Assessment of methodological quality
The quality of the studies will be evaluated independently by two researchers through a predefined quality assessment form for cohort/case-control studies and descriptive studies published in the Joanna Briggs Institute Reviewers’ Manual.28
Data synthesis
We will provide a narrative synthesis of the findings from the included studies, target population characteristics, categories of degree of exposition (victimization, witnesses and heard about) and subtypes of outcomes (depression, anxiety and PTSD). We will also provide summaries of association measures for each study. A flowchart indicating the number of studies identified in each phase and the causes of exclusion will be presented.
If possible, we will pool the results using a random-effects meta-analysis with risk ratios for outcomes, and we will calculate 95% confidence intervals and two-sided P-values for each outcome. Heterogeneity between the studies in effect measures will be assessed using both the Q2 test and the I² statistics. We will consider an I² value greater than 60% to be indicative of substantial heterogeneity. We will conduct sensitivity analyses based on study quality.
We will stratify meta-analyses to explore heterogeneity in effect estimates. If the necessary data are available, subgroup analyses will be performed for degree of exposition (victimization, witnesses and heard about), age, sex and race, as the scientific literature points to a probable modification of effect in these four categories. Age will be divided into the following categories as per the WHO classification: 10-14 years (preadolescence), 15-19 years (adolescence) and 20-24 years (youth).
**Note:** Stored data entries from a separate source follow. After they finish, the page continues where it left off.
use docfacade::collection::{DocumentId, Entity, Identifier};
use docfacade::common::Value;
use docfacade::doc;
use docfacade::errors::ErrorKind;
use docfacade::store::{SaveOptions, WriteConcern};
use docfacade_int_test::test_util::{cleanup, create_test_context, run_test};

#[test]
fn test_save_then_find_by_every_identifier_form() {
    run_test(
        || create_test_context(),
        |ctx| {
            let coll = ctx.db().collection("users")?;
            let entity = Entity::from_raw(doc! { name: "ada", age: 36 });

            let saved = coll.save(&entity)?.expect("save accepted");
            let id = saved.id().expect("native id assigned");
            assert!(entity.id().is_none());

            let native = id.object_id();
            for form in [
                Identifier::from(id),
                Identifier::from(native),
                Identifier::from(native.to_hex()),
            ] {
                let found = coll.find_one(form)?;
                assert_eq!(found.raw_data(), saved.raw_data());
                assert_eq!(found.collection_name(), Some("users"));
            }

            assert_eq!(coll.find_one_raw(id)?, Some(saved.raw_data().clone()));
            Ok(())
        },
        |ctx| cleanup(ctx),
    )
}

#[test]
fn test_repeated_save_keeps_identity() {
    run_test(
        || create_test_context(),
        |ctx| {
            let coll = ctx.db().collection("users")?;
            let saved = coll.save(&Entity::from_raw(doc! { name: "ada" }))?.unwrap();

            let mut changed = saved.clone();
            changed.set("name", "ada lovelace");
            changed.set("profile.born", 1815);
            let resaved = coll.save(&changed)?.unwrap();

            assert_eq!(resaved.id(), saved.id());
            assert_eq!(coll.count()?, 1);
            let found = coll.find_one(saved.id().unwrap())?;
            assert_eq!(found.get("name"), Value::from("ada lovelace"));
            assert_eq!(found.get("profile.born"), Value::from(1815));
            Ok(())
        },
        |ctx| cleanup(ctx),
    )
}

#[test]
fn test_find_one_missing_document() {
    run_test(
        || create_test_context(),
        |ctx| {
            let coll = ctx.db().collection("users")?;
            let found = coll.find_one(DocumentId::new())?;
            assert!(found.is_empty());
            assert_eq!(coll.find_one_raw(DocumentId::new())?, None);
            Ok(())
        },
        |ctx| cleanup(ctx),
    )
}

#[test]
fn test_invalid_identifier_text() {
    run_test(
        || create_test_context(),
        |ctx| {
            let coll = ctx.db().collection("users")?;
            for text in ["", "xyz", "5f1d7a2b9c8e4f3a2b1c0d9", "zz1d7a2b9c8e4f3a2b1c0d9e"] {
                let err = coll.find_one(text).unwrap_err();
                assert_eq!(err.kind(), &ErrorKind::InvalidIdentifier);
            }
            Ok(())
        },
        |ctx| cleanup(ctx),
    )
}

#[test]
fn test_rejected_save_leaves_entity_untouched() {
    run_test(
        || create_test_context(),
        |ctx| {
            let coll = ctx.db().collection("users")?;
            coll.ensure_unique_index("email", false)?;
            coll.save(&Entity::from_raw(doc! { email: "a@b.c" }))?;

            let clash = Entity::from_raw(doc! { email: "a@b.c", name: "other" });
            assert_eq!(coll.save(&clash)?, None);
            assert_eq!(clash, Entity::from_raw(doc! { email: "a@b.c", name: "other" }));
            assert_eq!(coll.count()?, 1);
            Ok(())
        },
        |ctx| cleanup(ctx),
    )
}

#[test]
fn test_unacknowledged_save() {
    run_test(
        || create_test_context(),
        |ctx| {
            let coll = ctx.db().collection("users")?;
            let options = SaveOptions::new(true, WriteConcern::Unacknowledged);
            let saved = coll.save_with(&Entity::from_raw(doc! { name: "ada" }), &options)?;
            assert!(saved.is_some());
            assert_eq!(coll.count()?, 1);
            Ok(())
        },
        |ctx| cleanup(ctx),
    )
}

#[test]
fn test_remove_by_entity_and_id() {
    run_test(
        || create_test_context(),
        |ctx| {
            let coll = ctx.db().collection("users")?;
            let ada = coll.save(&Entity::from_raw(doc! { name: "ada" }))?.unwrap();
            let bob = coll.save(&Entity::from_raw(doc! { name: "bob" }))?.unwrap();
            coll.insert(doc! { "_id": "custom", name: "eve" })?;

            assert_eq!(coll.remove(&ada)?.n(), 1);
            assert_eq!(coll.remove(bob.id().unwrap())?.n(), 1);
            assert_eq!(coll.remove(Entity::from_raw(doc! { "_id": "custom" }))?.n(), 1);
            assert_eq!(coll.count()?, 0);

            let err = coll.remove(Entity::from_raw(doc! { name: "nobody" })).unwrap_err();
            assert_eq!(err.kind(), &ErrorKind::InvalidIdentifier);
            Ok(())
        },
        |ctx| cleanup(ctx),
    )
}
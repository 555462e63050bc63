use crate::collection::Document;
use crate::common::{Value, REPLY_CODE, REPLY_ERRMSG, REPLY_OK, REPLY_RESULT};
use crate::errors::{ErrorKind, FacadeError, FacadeResult};
use crate::facade_config::FacadeConfig;
use crate::store::{ReadTimeout, StoreCollection};

/// Scope of a store call that runs without a read timeout.
///
/// The guarded call gets [ReadTimeout::Disabled] from
/// [TimeoutOverride::timeout]; the connection's configured timeout is left
/// alone, so reads elsewhere keep it. Overlapping guards nest, and the
/// scope closes when the guard drops, whether the call returned, failed or
/// panicked.
pub(crate) struct TimeoutOverride<'a> {
    config: &'a FacadeConfig,
    previous: ReadTimeout,
}

impl<'a> TimeoutOverride<'a> {
    pub fn acquire(config: &'a FacadeConfig) -> Self {
        let previous = config.suspend_read_timeout();
        log::trace!("Read timeout {} suspended for one call", previous);
        TimeoutOverride { config, previous }
    }

    /// The timeout the guarded call runs with.
    pub fn timeout(&self) -> ReadTimeout {
        ReadTimeout::Disabled
    }
}

impl Drop for TimeoutOverride<'_> {
    fn drop(&mut self) {
        self.config.resume_read_timeout();
        log::trace!("Read timeout suspension over, configured {}", self.previous);
    }
}

#[derive(Clone)]
pub(crate) struct AggregateOperations {
    store: StoreCollection,
    config: FacadeConfig,
}

impl AggregateOperations {
    pub fn new(store: StoreCollection, config: FacadeConfig) -> Self {
        AggregateOperations { store, config }
    }

    /// Runs a pipeline with the read timeout disabled and unwraps the
    /// store's reply into its result documents.
    pub fn aggregate(&self, pipeline: &[Document]) -> FacadeResult<Vec<Document>> {
        let reply = {
            let guard = TimeoutOverride::acquire(&self.config);
            self.store.aggregate(pipeline, guard.timeout())?
        };

        if !reply.get(REPLY_OK).is_truthy() {
            let code = reply.get(REPLY_CODE).as_integer().unwrap_or_default();
            let errmsg = reply
                .get_value(REPLY_ERRMSG)
                .map(|msg| match msg {
                    Value::String(text) => text.clone(),
                    other => other.to_string(),
                })
                .unwrap_or_default();
            log::error!("Aggregation on {} failed: {} - {}", self.store.name(), code, errmsg);
            return Err(FacadeError::aggregation_failed(code, &errmsg));
        }

        match reply.get(REPLY_RESULT) {
            Value::Null => Ok(Vec::new()),
            Value::Array(items) => items
                .into_iter()
                .map(|item| match item {
                    Value::Document(document) => Ok(document),
                    other => {
                        log::error!("Aggregation result entry {} is not a document", other);
                        Err(FacadeError::new(
                            &format!("aggregation result entry {} is not a document", other),
                            ErrorKind::EncodingError,
                        ))
                    }
                })
                .collect(),
            other => {
                log::error!("Aggregation result {} is not an array", other);
                Err(FacadeError::new(
                    "aggregation result is not an array",
                    ErrorKind::EncodingError,
                ))
            }
        }
    }

    pub fn timeout(&self) -> ReadTimeout {
        self.config.read_timeout()
    }

    pub fn set_timeout(&self, timeout: ReadTimeout) {
        self.config.set_read_timeout(timeout);
    }
}
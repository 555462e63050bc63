use std::fmt::Display;
use std::time::Duration;

/// Read timeout applied to store cursors.
///
/// The setting is connection scoped: every collection of a database reads
/// the same value, and aggregation disables it for the length of one call.
#[derive(Debug, Clone, Copy, PartialEq, Eq, Default)]
pub enum ReadTimeout {
    /// Use the store client's built-in timeout.
    #[default]
    Default,
    /// No timeout: wait for the store as long as it takes.
    Disabled,
    /// Give up after this many milliseconds.
    Millis(u64),
}

impl ReadTimeout {
    /// The timeout as a duration; `None` for [ReadTimeout::Default] and
    /// [ReadTimeout::Disabled].
    pub fn duration(&self) -> Option<Duration> {
        match self {
            ReadTimeout::Millis(millis) => Some(Duration::from_millis(*millis)),
            _ => None,
        }
    }

    /// Reads the integer encoding used by store clients: negative disables
    /// the timeout, zero keeps the default, positive is milliseconds.
    pub fn from_millis(millis: i64) -> Self {
        match millis {
            m if m < 0 => ReadTimeout::Disabled,
            0 => ReadTimeout::Default,
            m => ReadTimeout::Millis(m as u64),
        }
    }

    /// Integer encoding, see [ReadTimeout::from_millis].
    pub fn as_millis(&self) -> i64 {
        match self {
            ReadTimeout::Default => 0,
            ReadTimeout::Disabled => -1,
            ReadTimeout::Millis(millis) => *millis as i64,
        }
    }
}

impl Display for ReadTimeout {
    fn fmt(&self, f: &mut std::fmt::Formatter<'_>) -> std::fmt::Result {
        match self {
            ReadTimeout::Default => write!(f, "default"),
            ReadTimeout::Disabled => write!(f, "disabled"),
            ReadTimeout::Millis(millis) => write!(f, "{}ms", millis),
        }
    }
}
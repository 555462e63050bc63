mod aggregate_test;
mod concurrency_test;
mod entity_test;
mod find_test;
mod index_test;
mod reference_test;
mod write_test;
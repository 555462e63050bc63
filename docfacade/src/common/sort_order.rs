use crate::common::Value;

/// Direction of an index key or a sort specification.
///
/// Encoded on the wire as `1` for ascending and `-1` for descending.
#[derive(Debug, Clone, Copy, PartialEq, Eq, Hash, Default)]
pub enum SortOrder {
    /// Smallest to largest
    #[default]
    Ascending,
    /// Largest to smallest
    Descending,
}

impl SortOrder {
    /// Wire encoding of the direction.
    pub fn as_i32(&self) -> i32 {
        match self {
            SortOrder::Ascending => 1,
            SortOrder::Descending => -1,
        }
    }

    /// Reads a direction from its wire encoding; any negative number is
    /// descending, any other number ascending.
    pub fn from_value(value: &Value) -> Option<SortOrder> {
        value.as_number().map(|n| {
            if n < 0.0 {
                SortOrder::Descending
            } else {
                SortOrder::Ascending
            }
        })
    }
}

impl From<SortOrder> for Value {
    fn from(order: SortOrder) -> Self {
        Value::I32(order.as_i32())
    }
}
use super::{
    aggregate_operations::AggregateOperations, index_operations::IndexOperations,
    read_operations::ReadOperations, reference_operations::ReferenceOperations,
    write_operations::{RemoveTarget, WriteOperations},
};
use crate::collection::{Document, DocumentRef, Entity, Identifier, Query};
use crate::common::{DocumentCursor, Value};
use crate::database::Database;
use crate::errors::FacadeResult;
use crate::index::{IndexFields, IndexParams};
use crate::store::{
    FindAndModifyOptions, FindOptions, InsertOptions, ReadTimeout, SaveOptions, StoreCollection,
    UpdateOptions, WriteResult,
};

pub(crate) struct CollectionOperations {
    store: StoreCollection,
    database: Database,
    index_operations: IndexOperations,
    read_operations: ReadOperations,
    write_operations: WriteOperations,
    reference_operations: ReferenceOperations,
    aggregate_operations: AggregateOperations,
}

impl CollectionOperations {
    pub fn new(store: StoreCollection, database: Database) -> Self {
        let index_operations = IndexOperations::new(store.clone(), database.clone());
        let read_operations = ReadOperations::new(store.clone(), database.clone());
        let write_operations = WriteOperations::new(store.clone(), database.clone());
        let reference_operations = ReferenceOperations::new(store.clone());
        let aggregate_operations = AggregateOperations::new(store.clone(), database.config().clone());

        CollectionOperations {
            store,
            database,
            index_operations,
            read_operations,
            write_operations,
            reference_operations,
            aggregate_operations,
        }
    }

    pub fn name(&self) -> String {
        self.store.name()
    }

    pub fn database(&self) -> &Database {
        &self.database
    }

    pub fn ensure_index(&self, fields: IndexFields, params: IndexParams) -> FacadeResult<bool> {
        self.index_operations.ensure_index(fields, params)
    }

    pub fn ensure_unique_index(&self, fields: IndexFields, drop_duplicates: bool) -> FacadeResult<bool> {
        self.index_operations.ensure_unique_index(fields, drop_duplicates)
    }

    pub fn drop_index(&self, fields: IndexFields) -> FacadeResult<bool> {
        self.index_operations.drop_index(fields)
    }

    pub fn drop_indexes(&self) -> FacadeResult<bool> {
        self.index_operations.drop_indexes()
    }

    pub fn get_indexes(&self) -> FacadeResult<DocumentCursor> {
        self.index_operations.get_indexes()
    }

    pub fn get_indexed_fields(&self) -> FacadeResult<Vec<String>> {
        self.index_operations.get_indexed_fields()
    }

    pub fn find_one(&self, id: &Identifier) -> FacadeResult<Entity> {
        self.read_operations.find_one(id)
    }

    pub fn find_one_raw(&self, id: &Identifier) -> FacadeResult<Option<Document>> {
        self.read_operations.find_one_raw(id)
    }

    pub fn find(&self, filter: &Document, options: &FindOptions) -> FacadeResult<DocumentCursor> {
        self.read_operations.find(filter, options)
    }

    pub fn count(&self, filter: &Document) -> FacadeResult<u64> {
        self.read_operations.count(filter)
    }

    pub fn query(&self) -> Query {
        self.read_operations.query()
    }

    pub fn default_insert_options(&self) -> InsertOptions {
        self.write_operations.default_insert_options()
    }

    pub fn default_update_options(&self) -> UpdateOptions {
        self.write_operations.default_update_options()
    }

    pub fn insert(&self, document: Document, options: &InsertOptions) -> FacadeResult<WriteResult> {
        self.write_operations.insert(document, options)
    }

    pub fn batch_insert(&self, documents: Vec<Document>, options: &InsertOptions) -> FacadeResult<WriteResult> {
        self.write_operations.batch_insert(documents, options)
    }

    pub fn save(&self, entity: &Entity, options: &SaveOptions) -> FacadeResult<Option<Entity>> {
        self.write_operations.save(entity, options)
    }

    pub fn update(&self, filter: &Document, update: &Document, options: &UpdateOptions) -> FacadeResult<WriteResult> {
        self.write_operations.update(filter, update, options)
    }

    pub fn remove(&self, target: &RemoveTarget) -> FacadeResult<WriteResult> {
        self.write_operations.remove(target)
    }

    pub fn clear(&self) -> FacadeResult<WriteResult> {
        self.write_operations.clear()
    }

    pub fn drop_collection(&self) -> FacadeResult<bool> {
        self.write_operations.drop_collection()
    }

    pub fn find_and_modify(
        &self,
        query: &Document,
        update: &Document,
        fields: &Document,
        options: &FindAndModifyOptions,
    ) -> FacadeResult<Entity> {
        self.write_operations.find_and_modify(query, update, fields, options)
    }

    pub fn create_ref(&self, value: &Value) -> FacadeResult<Option<DocumentRef>> {
        self.reference_operations.create_ref(value)
    }

    pub fn get_ref(&self, value: &Value) -> FacadeResult<Option<Entity>> {
        self.reference_operations.get_ref(value)
    }

    pub fn aggregate(&self, pipeline: &[Document]) -> FacadeResult<Vec<Document>> {
        self.aggregate_operations.aggregate(pipeline)
    }

    pub fn timeout(&self) -> ReadTimeout {
        self.aggregate_operations.timeout()
    }

    pub fn set_timeout(&self, timeout: ReadTimeout) {
        self.aggregate_operations.set_timeout(timeout)
    }
}
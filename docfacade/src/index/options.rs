use crate::collection::Document;
use crate::common::{Value, INDEX_DROP_DUPS, INDEX_UNIQUE};

/// Options of an index: uniqueness and duplicate removal.
///
/// `drop_duplicates` implies `unique`; every constructor and setter keeps
/// that invariant.
#[derive(Debug, Clone, Copy, PartialEq, Eq, Default)]
pub struct IndexOptions {
    unique: bool,
    drop_duplicates: bool,
}

impl IndexOptions {
    /// Builds options, promoting `unique` when `drop_duplicates` is set.
    pub fn new(unique: bool, drop_duplicates: bool) -> Self {
        IndexOptions {
            unique: unique || drop_duplicates,
            drop_duplicates,
        }
    }

    pub fn unique(mut self, unique: bool) -> Self {
        self.unique = unique || self.drop_duplicates;
        self
    }

    pub fn drop_duplicates(mut self, drop_duplicates: bool) -> Self {
        self.drop_duplicates = drop_duplicates;
        self.unique |= drop_duplicates;
        self
    }

    pub fn is_unique(&self) -> bool {
        self.unique
    }

    pub fn is_drop_duplicates(&self) -> bool {
        self.drop_duplicates
    }

    /// Option document sent to the store; only set flags are written.
    pub fn to_document(&self) -> Document {
        let mut document = Document::new();
        if self.unique {
            document.put(INDEX_UNIQUE, true);
        }
        if self.drop_duplicates {
            document.put(INDEX_DROP_DUPS, true);
        }
        document
    }
}

/// The options argument of `ensure_index`.
///
/// Besides a raw option set it accepts the two legacy convenience modes,
/// which collapse onto [IndexOptions].
#[derive(Debug, Clone, Copy, PartialEq, Eq, Default)]
pub enum IndexParams {
    /// No options: a plain index.
    #[default]
    Plain,
    /// Unique index.
    Unique,
    /// Unique index that removes documents with duplicate keys.
    DropDuplicates,
    /// A raw option set.
    Options(IndexOptions),
}

impl IndexParams {
    /// Normalizes the params into an option set.
    pub fn to_options(&self) -> IndexOptions {
        match self {
            IndexParams::Plain => IndexOptions::default(),
            IndexParams::Unique => IndexOptions::new(true, false),
            IndexParams::DropDuplicates => IndexOptions::new(true, true),
            IndexParams::Options(options) => IndexOptions::new(options.unique, options.drop_duplicates),
        }
    }
}

impl From<IndexOptions> for IndexParams {
    fn from(options: IndexOptions) -> Self {
        IndexParams::Options(options)
    }
}

/// The option argument handed to the store's index creation primitive.
///
/// Some store client versions take a bare boolean meaning "unique" instead
/// of an option document; [IndexCreateOptions::Flag] carries that encoding.
#[derive(Debug, Clone, Copy, PartialEq, Eq)]
pub enum IndexCreateOptions {
    /// Legacy encoding: `true` creates a unique index.
    Flag(bool),
    /// Option document encoding.
    Options(IndexOptions),
}

impl IndexCreateOptions {
    /// Encodes `options` for the store, collapsing them to the unique flag
    /// when `legacy_boolean_unique` is set.
    pub fn encode(options: IndexOptions, legacy_boolean_unique: bool) -> Self {
        if legacy_boolean_unique {
            IndexCreateOptions::Flag(options.is_unique())
        } else {
            IndexCreateOptions::Options(options)
        }
    }

    /// Reads the option set back, whichever encoding was used.
    pub fn to_options(&self) -> IndexOptions {
        match self {
            IndexCreateOptions::Flag(unique) => IndexOptions::new(*unique, false),
            IndexCreateOptions::Options(options) => *options,
        }
    }

    /// Wire form: the bare flag or the option document.
    pub fn to_value(&self) -> Value {
        match self {
            IndexCreateOptions::Flag(unique) => Value::Bool(*unique),
            IndexCreateOptions::Options(options) => Value::Document(options.to_document()),
        }
    }
}

/// Creates options for a unique index.
pub fn unique_index() -> IndexOptions {
    IndexOptions::new(true, false)
}

/// Creates options for a unique index that drops duplicate documents.
pub fn drop_duplicates_index() -> IndexOptions {
    IndexOptions::new(true, true)
}
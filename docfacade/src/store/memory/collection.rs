use crate::collection::{Document, DocumentRef, ObjectId};
use crate::common::{
    atomic, namespace, Atomic, DocumentCursor, ReadExecutor, Value, WriteExecutor, DOC_ID,
    ERR_DUPLICATE_KEY, ID_INDEX_NAME, INDEX_KEY, INDEX_NAME, INDEX_NAMESPACE, INDEX_VERSION,
};
use crate::errors::{ErrorKind, FacadeError, FacadeResult};
use crate::index::{IndexCreateOptions, IndexFields, IndexOptions};
use crate::store::memory::database::InMemoryDatabaseInner;
use crate::store::memory::matcher::matches;
use crate::store::memory::pipeline::run_pipeline;
use crate::store::memory::projection::{project, sort_documents};
use crate::store::memory::updater::{apply_update, is_operator_update, upsert_seed};
use crate::store::{
    FindAndModifyOptions, FindOptions, InsertOptions, ReadTimeout, SaveOptions,
    StoreCollectionProvider, UpdateOptions, WriteConcern, WriteResult,
};
use im::OrdMap;
use indexmap::IndexMap;
use itertools::Itertools;
use std::collections::HashSet;
use std::sync::atomic::{AtomicBool, Ordering};
use std::sync::{Arc, Weak};
use std::time::Instant;

type DocumentMap = OrdMap<Value, Document>;

#[derive(Clone)]
struct IndexEntry {
    fields: IndexFields,
    options: IndexOptions,
}

/// A collection of the in-memory store.
///
/// Documents are kept in a persistent ordered map keyed by `_id`, so reads
/// work on a cheap snapshot while writers replace the map under a lock.
/// Index definitions are kept locally for unique-key enforcement and
/// mirrored as descriptors into the database's `system.indexes` catalog.
#[derive(Clone)]
pub struct InMemoryCollection {
    inner: Arc<InMemoryCollectionInner>,
}

impl InMemoryCollection {
    pub(crate) fn new(
        name: &str,
        database_name: &str,
        database: Weak<InMemoryDatabaseInner>,
        catalog: Option<InMemoryCollection>,
    ) -> Self {
        InMemoryCollection {
            inner: Arc::new(InMemoryCollectionInner {
                name: name.to_string(),
                database_name: database_name.to_string(),
                database,
                catalog,
                documents: atomic(OrdMap::new()),
                indexes: atomic(IndexMap::new()),
                materialized: AtomicBool::new(false),
            }),
        }
    }

    /// True once the collection received its first write or index.
    pub(crate) fn is_materialized(&self) -> bool {
        self.inner.materialized.load(Ordering::Acquire)
    }

    /// Removes every document and index, leaving the handle usable.
    pub(crate) fn purge(&self) -> FacadeResult<bool> {
        self.inner.purge()
    }

    /// Removes matching documents without write-concern handling; used
    /// for catalog maintenance.
    pub(crate) fn remove_matching(&self, filter: &Document) -> FacadeResult<u64> {
        self.inner.remove_matching(filter)
    }
}

impl StoreCollectionProvider for InMemoryCollection {
    fn name(&self) -> String {
        self.inner.name.clone()
    }

    fn database_name(&self) -> String {
        self.inner.database_name.clone()
    }

    fn find(&self, filter: &Document, options: &FindOptions) -> FacadeResult<DocumentCursor> {
        self.inner.find(filter, options)
    }

    fn find_one(&self, filter: &Document) -> FacadeResult<Option<Document>> {
        self.inner.find_one(filter)
    }

    fn insert(&self, document: Document, options: &InsertOptions) -> FacadeResult<WriteResult> {
        self.inner.batch_insert(vec![document], options.write_concern())
    }

    fn batch_insert(&self, documents: Vec<Document>, options: &InsertOptions) -> FacadeResult<WriteResult> {
        self.inner.batch_insert(documents, options.write_concern())
    }

    fn save(&self, document: &mut Document, options: &SaveOptions) -> FacadeResult<bool> {
        self.inner.save(document, options)
    }

    fn update(&self, filter: &Document, update: &Document, options: &UpdateOptions) -> FacadeResult<WriteResult> {
        self.inner.update(filter, update, options)
    }

    fn remove(&self, filter: &Document) -> FacadeResult<WriteResult> {
        let removed = self.inner.remove_matching(filter)?;
        Ok(WriteResult::acknowledged(removed))
    }

    fn count(&self, filter: &Document) -> FacadeResult<u64> {
        self.inner.count(filter)
    }

    fn drop_collection(&self) -> FacadeResult<bool> {
        self.inner.purge()
    }

    fn aggregate(&self, pipeline: &[Document], timeout: ReadTimeout) -> FacadeResult<Document> {
        self.inner.aggregate(pipeline, timeout)
    }

    fn create_index(&self, fields: &IndexFields, options: &IndexCreateOptions) -> FacadeResult<bool> {
        self.inner.create_index(fields, options.to_options())
    }

    fn delete_index(&self, fields: &IndexFields) -> FacadeResult<bool> {
        self.inner.delete_index(fields)
    }

    fn delete_indexes(&self) -> FacadeResult<bool> {
        self.inner.delete_indexes()
    }

    fn find_and_modify(
        &self,
        query: &Document,
        update: &Document,
        fields: &Document,
        options: &FindAndModifyOptions,
    ) -> FacadeResult<Option<Document>> {
        self.inner.find_and_modify(query, update, fields, options)
    }

    fn create_ref(&self, value: &Value) -> FacadeResult<Option<DocumentRef>> {
        let id = match value {
            Value::Null => None,
            Value::Document(document) => document.id().cloned(),
            scalar => Some(scalar.clone()),
        };
        Ok(id.map(|id| DocumentRef::new(&self.inner.name, id)))
    }

    fn get_ref(&self, reference: &DocumentRef) -> FacadeResult<Option<Document>> {
        self.inner.get_ref(reference)
    }
}

/// Outcome of an index definition change.
enum IndexChange {
    Created,
    Unchanged,
    Rejected(String),
}

struct InMemoryCollectionInner {
    name: String,
    database_name: String,
    database: Weak<InMemoryDatabaseInner>,
    catalog: Option<InMemoryCollection>,
    documents: Atomic<DocumentMap>,
    indexes: Atomic<IndexMap<String, IndexEntry>>,
    materialized: AtomicBool,
}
Sex will be divided into male and female. Types of violence will be divided into being victimized, witnessing and hearing about; ethnicity will be categorized into black, white and other.
We will use meta-regression to analyze whether the characteristics above influence the outcome in a statistically significant way. If heterogeneity is not present, publication bias will be assessed using funnel plots. In addition, we will use the approach presented by Begg and Mazumdar.29
Assessing certainty in the findings
The Preferred Reporting Items for Systematic Reviews and Meta-Analysis (PRISMA-P) checklist30 and Grading of Recommendations Assessment, Development and Evaluation (GRADE)31 system will be used for grading the certainty of evidence.